▶ [Your task]:
Please write out the line containing "store.fulfill(id, None, value(5.0));" and each line after it through the end of the data, exactly, and nothing else.

------ Input records ------

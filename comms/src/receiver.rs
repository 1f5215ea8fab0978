use std::io;

use tokio::io::{AsyncRead, AsyncReadExt};

use crate::{Align4, Deserialize, LEN_TYPE_SIZE, LenType, MAX_FRAME_LEN, frame_too_large};

/// The receiving end handle of the communication.
pub struct WireReceiver<R: AsyncRead + Unpin> {
    rx: R,
}

impl<R: AsyncRead + Unpin> WireReceiver<R> {
    /// Creates a new `WireReceiver` instance.
    ///
    /// # Arguments
    /// * `rx` - The underlying reader.
    pub(super) fn new(rx: R) -> Self {
        Self { rx }
    }

    /// Waits for the next frame and parses it.
    ///
    /// # Arguments
    /// * `buf` - The buffer the frame body is read into, the returned `T` borrows from
    ///   it. Its element type keeps tensor payloads aligned for `f32` views.
    ///
    /// # Returns
    /// The parsed message, or an `io::Error` on end of file, on a frame larger than
    /// `MAX_FRAME_LEN` or on a malformed body.
    pub async fn recv_into<'buf, T, B>(&mut self, buf: &'buf mut Vec<B>) -> io::Result<T>
    where
        T: Deserialize<'buf>,
        B: Align4,
    {
        let mut header = [0; LEN_TYPE_SIZE];
        self.rx.read_exact(&mut header).await?;

        let len = usize::try_from(LenType::from_be_bytes(header)).unwrap_or(usize::MAX);
        if len > MAX_FRAME_LEN {
            return Err(frame_too_large(len));
        }

        buf.clear();
        buf.resize(len.div_ceil(size_of::<B>()), B::zeroed());

        let body: &'buf mut [u8] = bytemuck::cast_slice_mut(buf.as_mut_slice());
        self.rx.read_exact(&mut body[..len]).await?;

        let body: &'buf [u8] = body;
        T::deserialize(&body[..len])
    }
}
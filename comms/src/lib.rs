mod align;
mod deserialize;
pub mod msg;
mod receiver;
mod sender;
mod serialize;
pub mod specs;

use tokio::io::{AsyncRead, AsyncWrite};

pub use align::Align4;
pub use deserialize::Deserialize;
pub use receiver::WireReceiver;
pub use sender::WireSender;
pub use serialize::Serialize;

type LenType = u64;
const LEN_TYPE_SIZE: usize = size_of::<LenType>();

/// The largest frame body either end accepts.
pub const MAX_FRAME_LEN: usize = 1 << 30;

fn frame_too_large(len: usize) -> std::io::Error {
    std::io::Error::new(
        std::io::ErrorKind::InvalidData,
        format!("frame of {len} bytes exceeds the {MAX_FRAME_LEN} bytes limit"),
    )
}

/// Creates both `WireReceiver` and `WireSender` network channel parts.
///
/// Given a writer and reader creates and returns both ends of the communication.
///
/// # Arguments
/// * `rx` - An async readable.
/// * `tx` - An async writable.
///
/// # Returns
/// A communication stream in the form of a wire receiver and sender.
pub fn channel<R, W>(rx: R, tx: W) -> (WireReceiver<R>, WireSender<W>)
where
    R: AsyncRead + Unpin,
    W: AsyncWrite + Unpin,
{
    (WireReceiver::new(rx), WireSender::new(tx))
}
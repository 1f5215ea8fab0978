//! The values behind the remote references owned by this process.

use std::{
    collections::{HashMap, VecDeque},
    sync::Arc,
    time::Duration,
};

use comms::specs::rpc::{GlobalId, GradFn};
use log::debug;
use ndarray::ArrayD;
use parking_lot::Mutex;
use tokio::sync::watch;

use crate::{Result, RpcErr};

/// A produced value and the forward call that produced it.
#[derive(Debug, Clone)]
pub struct StoredValue {
    pub tensor: Arc<ArrayD<f32>>,
    pub grad_fn: Option<GradFn>,
}

#[derive(Debug, Clone)]
enum SlotState {
    Pending,
    Ready(StoredValue),
    Failed(String),
}

struct Slot {
    ctx: Option<GlobalId>,
    state: watch::Sender<SlotState>,
}

impl Slot {
    fn new() -> Self {
        Self {
            ctx: None,
            state: watch::Sender::new(SlotState::Pending),
        }
    }
}

/// The amount of released contexts remembered, so late calls of them are turned down.
const RELEASED_CONTEXTS: usize = 64;

#[derive(Default)]
struct Slots {
    live: HashMap<GlobalId, Slot>,
    released: VecDeque<GlobalId>,
}

impl Slots {
    fn is_released(&self, ctx: Option<GlobalId>) -> bool {
        ctx.is_some_and(|ctx| self.released.contains(&ctx))
    }

    fn slot(&mut self, id: GlobalId, ctx: Option<GlobalId>) -> &mut Slot {
        let slot = self.live.entry(id).or_insert_with(Slot::new);
        slot.ctx = slot.ctx.or(ctx);
        slot
    }
}

/// Slots are created on first touch, so a fetch may arrive before the call that
/// produces the value.
#[derive(Default)]
pub struct RRefStore {
    slots: Mutex<Slots>,
}

impl RRefStore {
    pub fn new() -> Self {
        Self::default()
    }

    /// Marks `id` as owned by the autograd context `ctx`.
    pub fn reserve(&self, id: GlobalId, ctx: Option<GlobalId>) {
        let mut slots = self.slots.lock();
        if !slots.is_released(ctx) {
            slots.slot(id, ctx);
        }
    }

    /// Sets the value of `id` and wakes up every pending fetch.
    ///
    /// Values of an already released context are dropped.
    pub fn fulfill(&self, id: GlobalId, ctx: Option<GlobalId>, value: StoredValue) {
        let mut slots = self.slots.lock();
        if slots.is_released(ctx) {
            debug!("dropped value {id} of a released context");
            return;
        }
        slots.slot(id, ctx).state.send_replace(SlotState::Ready(value));
    }

    /// Poisons `id`, every fetch of it fails with `detail`.
    ///
    /// Only live slots are poisoned, a missing one was already released.
    pub fn fail(&self, id: GlobalId, detail: String) {
        if let Some(slot) = self.slots.lock().live.get(&id) {
            slot.state.send_replace(SlotState::Failed(detail));
        }
    }

    /// Waits for the value of `id`.
    ///
    /// Values outside of any context are removed by their first fetch, failed or
    /// not. A fetch that times out removes the slot it was alone waiting on.
    ///
    /// # Arguments
    /// * `id` - The value to wait for.
    /// * `ctx` - The autograd context of the fetching call.
    /// * `timeout` - How long to wait, `None` waits until the value is set or dropped.
    pub async fn fetch(
        &self,
        id: GlobalId,
        ctx: Option<GlobalId>,
        timeout: Option<Duration>,
    ) -> Result<StoredValue> {
        let mut rx = {
            let mut slots = self.slots.lock();
            if slots.is_released(ctx) {
                return Err(RpcErr::RRefDropped(id));
            }
            slots.slot(id, ctx).state.subscribe()
        };

        let wait = rx.wait_for(|state| !matches!(state, SlotState::Pending));
        let state = match timeout {
            Some(duration) => match tokio::time::timeout(duration, wait).await {
                Ok(state) => state,
                Err(_) => {
                    self.abandon(id);
                    return Err(RpcErr::RRefTimeout(id));
                }
            },
            None => wait.await,
        }
        .map_err(|_| RpcErr::RRefDropped(id))?
        .clone();

        if !matches!(state, SlotState::Pending) {
            let mut slots = self.slots.lock();
            if slots.live.get(&id).is_some_and(|slot| slot.ctx.is_none()) {
                slots.live.remove(&id);
            }
        }

        match state {
            SlotState::Ready(value) => Ok(value),
            SlotState::Failed(detail) => Err(RpcErr::RRefFailed { id, detail }),
            SlotState::Pending => Err(RpcErr::RRefDropped(id)),
        }
    }

    /// Removes `id` if it is still pending and the caller is its only waiter.
    fn abandon(&self, id: GlobalId) {
        let mut slots = self.slots.lock();
        let unwanted = slots.live.get(&id).is_some_and(|slot| {
            matches!(*slot.state.borrow(), SlotState::Pending) && slot.state.receiver_count() <= 1
        });

        if unwanted {
            slots.live.remove(&id);
            debug!("gave up on value {id}");
        }
    }

    /// Drops every value of the context `ctx`, pending fetches of them fail.
    ///
    /// Later calls within `ctx` no longer create values.
    ///
    /// # Returns
    /// The amount of dropped values.
    pub fn release_context(&self, ctx: GlobalId) -> usize {
        let mut slots = self.slots.lock();
        let before = slots.live.len();
        slots.live.retain(|_, slot| slot.ctx != Some(ctx));

        if !slots.released.contains(&ctx) {
            if slots.released.len() == RELEASED_CONTEXTS {
                slots.released.pop_front();
            }
            slots.released.push_back(ctx);
        }

        let dropped = before - slots.live.len();
        debug!(dropped = dropped; "released the values of context {ctx}");
        dropped
    }

    /// The amount of live slots.
    pub fn len(&self) -> usize {
        self.slots.lock().live.len()
    }

    pub fn is_empty(&self) -> bool {
        self.len() == 0
    }
}

#[cfg(test)]
mod tests {
    use ndarray::{ArrayD, IxDyn};

    use super::*;

    fn value(v: f32) -> StoredValue {
        StoredValue {
            tensor: Arc::new(ArrayD::from_elem(IxDyn(&[2]), v)),
            grad_fn: None,
        }
    }

    #[tokio::test]
    async fn fetch_before_fulfill_waits_for_the_value() {
        let store = Arc::new(RRefStore::new());
        let id = GlobalId::new(1, 1);

        let waiter = {
            let store = store.clone();
            tokio::spawn(async move { store.fetch(id, None, None).await })
        };

        tokio::time::sleep(Duration::from_millis(20)).await;
        store.fulfill(id, None, value(3.0));

        let got = waiter.await.unwrap().unwrap();
        assert_eq!(got.tensor.as_slice().unwrap(), &[3.0, 3.0]);
    }

    #[tokio::test]
    async fn context_less_values_are_single_use() {
        let store = RRefStore::new();
        let id = GlobalId::new(0, 9);

        store.fulfill(id, None, value(1.0));
        store.fetch(id, None, None).await.unwrap();
        assert!(store.is_empty());
    }

    #[tokio::test]
    async fn context_values_live_until_released() {
        let store = RRefStore::new();
        let ctx = GlobalId::new(0, 1);
        let a = GlobalId::new(2, 1);
        let b = GlobalId::new(2, 2);

        store.reserve(a, Some(ctx));
        store.fulfill(a, None, value(1.0));
        store.fulfill(b, Some(ctx), value(2.0));

        store.fetch(a, None, None).await.unwrap();
        store.fetch(a, None, None).await.unwrap();
        assert_eq!(store.len(), 2);

        assert_eq!(store.release_context(ctx), 2);
        assert!(store.is_empty());
    }

    #[tokio::test]
    async fn releasing_the_context_fails_pending_fetches() {
        let store = Arc::new(RRefStore::new());
        let ctx = GlobalId::new(0, 1);
        let id = GlobalId::new(3, 4);
        store.reserve(id, Some(ctx));

        let waiter = {
            let store = store.clone();
            tokio::spawn(async move { store.fetch(id, None, None).await })
        };

        tokio::time::sleep(Duration::from_millis(20)).await;
        store.release_context(ctx);

        let err = waiter.await.unwrap().unwrap_err();
        assert!(matches!(err, RpcErr::RRefDropped(got) if got == id));
    }

    #[tokio::test]
    async fn failed_producers_poison_the_slot() {
        let store = RRefStore::new();
        let id = GlobalId::new(1, 5);
        store.reserve(id, Some(GlobalId::new(0, 4)));

        store.fail(id, "boom".into());
        let err = store.fetch(id, None, None).await.unwrap_err();
        assert!(matches!(err, RpcErr::RRefFailed { detail, .. } if detail == "boom"));
    }

    #[tokio::test]
    async fn fetch_times_out() {
        let store = RRefStore::new();
        let id = GlobalId::new(1, 6);

        let err = store
            .fetch(id, None, Some(Duration::from_millis(10)))
            .await
            .unwrap_err();
        assert!(matches!(err, RpcErr::RRefTimeout(_)));
        assert!(store.is_empty());
    }

    #[tokio::test]
    async fn timed_out_fetch_keeps_slots_others_wait_on() {
        let store = Arc::new(RRefStore::new());
        let id = GlobalId::new(1, 7);

        let waiter = {
            let store = store.clone();
            tokio::spawn(async move { store.fetch(id, None, None).await })
        };
        tokio::time::sleep(Duration::from_millis(20)).await;

        let err = store
            .fetch(id, None, Some(Duration::from_millis(10)))
            .await
            .unwrap_err();
        assert!(matches!(err, RpcErr::RRefTimeout(_)));
        assert_eq!(store.len(), 1);

        store.fulfill(id, None, value(5.0));
        waiter.await.unwrap().unwrap();
        assert!(store.is_empty());
    }

    #[tokio::test]
    async fn failed_context_less_slots_are_removed_by_their_fetch() {
        let store = RRefStore::new();
        let id = GlobalId::new(1, 8);
        store.reserve(id, None);

        store.fail(id, "boom".into());
        assert!(store.fetch(id, None, None).await.is_err());
        assert!(store.is_empty());

        // A second fetch waits on a fresh slot, which goes away once it gives up.
        let err = store
            .fetch(id, None, Some(Duration::from_millis(10)))
            .await
            .unwrap_err();
        assert!(matches!(err, RpcErr::RRefTimeout(_)));
        assert!(store.is_empty());
    }

    #[tokio::test]
    async fn released_contexts_create_no_slots() {
        let store = RRefStore::new();
        let ctx = GlobalId::new(0, 2);
        let id = GlobalId::new(2, 3);

        store.fulfill(id, Some(ctx), value(1.0));
        assert_eq!(store.release_context(ctx), 1);

        let err = store.fetch(id, Some(ctx), None).await.unwrap_err();
        assert!(matches!(err, RpcErr::RRefDropped(got) if got == id));

        store.reserve(id, Some(ctx));
        store.fulfill(id, Some(ctx), value(2.0));
        store.fail(id, "late".into());
        assert!(store.is_empty());
    }

    #[tokio::test]
    async fn fetches_within_a_context_are_released_with_it() {
        let store = Arc::new(RRefStore::new());
        let ctx = GlobalId::new(0, 3);
        let id = GlobalId::new(4, 1);

        let waiter = {
            let store = store.clone();
            tokio::spawn(async move { store.fetch(id, Some(ctx), None).await })
        };
        tokio::time::sleep(Duration::from_millis(20)).await;

        assert_eq!(store.release_context(ctx), 1);
        assert!(waiter.await.unwrap().is_err());
        assert!(store.is_empty());
    }
}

------

▶ [Output for this task]:
        store.fulfill(id, None, value(5.0));
        waiter.await.unwrap().unwrap();
        assert!(store.is_empty());
    }

    #[tokio::test]
    async fn failed_context_less_slots_are_removed_by_their_fetch() {
        let store = RRefStore::new();
        let id = GlobalId::new(1, 8);
        store.reserve(id, None);

        store.fail(id, "boom".into());
        assert!(store.fetch(id, None, None).await.is_err());
        assert!(store.is_empty());

        // A second fetch waits on a fresh slot, which goes away once it gives up.
        let err = store
            .fetch(id, None, Some(Duration::from_millis(10)))
            .await
            .unwrap_err();
        assert!(matches!(err, RpcErr::RRefTimeout(_)));
        assert!(store.is_empty());
    }

    #[tokio::test]
    async fn released_contexts_create_no_slots() {
        let store = RRefStore::new();
        let ctx = GlobalId::new(0, 2);
        let id = GlobalId::new(2, 3);

        store.fulfill(id, Some(ctx), value(1.0));
        assert_eq!(store.release_context(ctx), 1);

        let err = store.fetch(id, Some(ctx), None).await.unwrap_err();
        assert!(matches!(err, RpcErr::RRefDropped(got) if got == id));

        store.reserve(id, Some(ctx));
        store.fulfill(id, Some(ctx), value(2.0));
        store.fail(id, "late".into());
        assert!(store.is_empty());
    }

    #[tokio::test]
    async fn fetches_within_a_context_are_released_with_it() {
        let store = Arc::new(RRefStore::new());
        let ctx = GlobalId::new(0, 3);
        let id = GlobalId::new(4, 1);

        let waiter = {
            let store = store.clone();
            tokio::spawn(async move { store.fetch(id, Some(ctx), None).await })
        };
        tokio::time::sleep(Duration::from_millis(20)).await;

        assert_eq!(store.release_context(ctx), 1);
        assert!(waiter.await.unwrap().is_err());
        assert!(store.is_empty());
    }
}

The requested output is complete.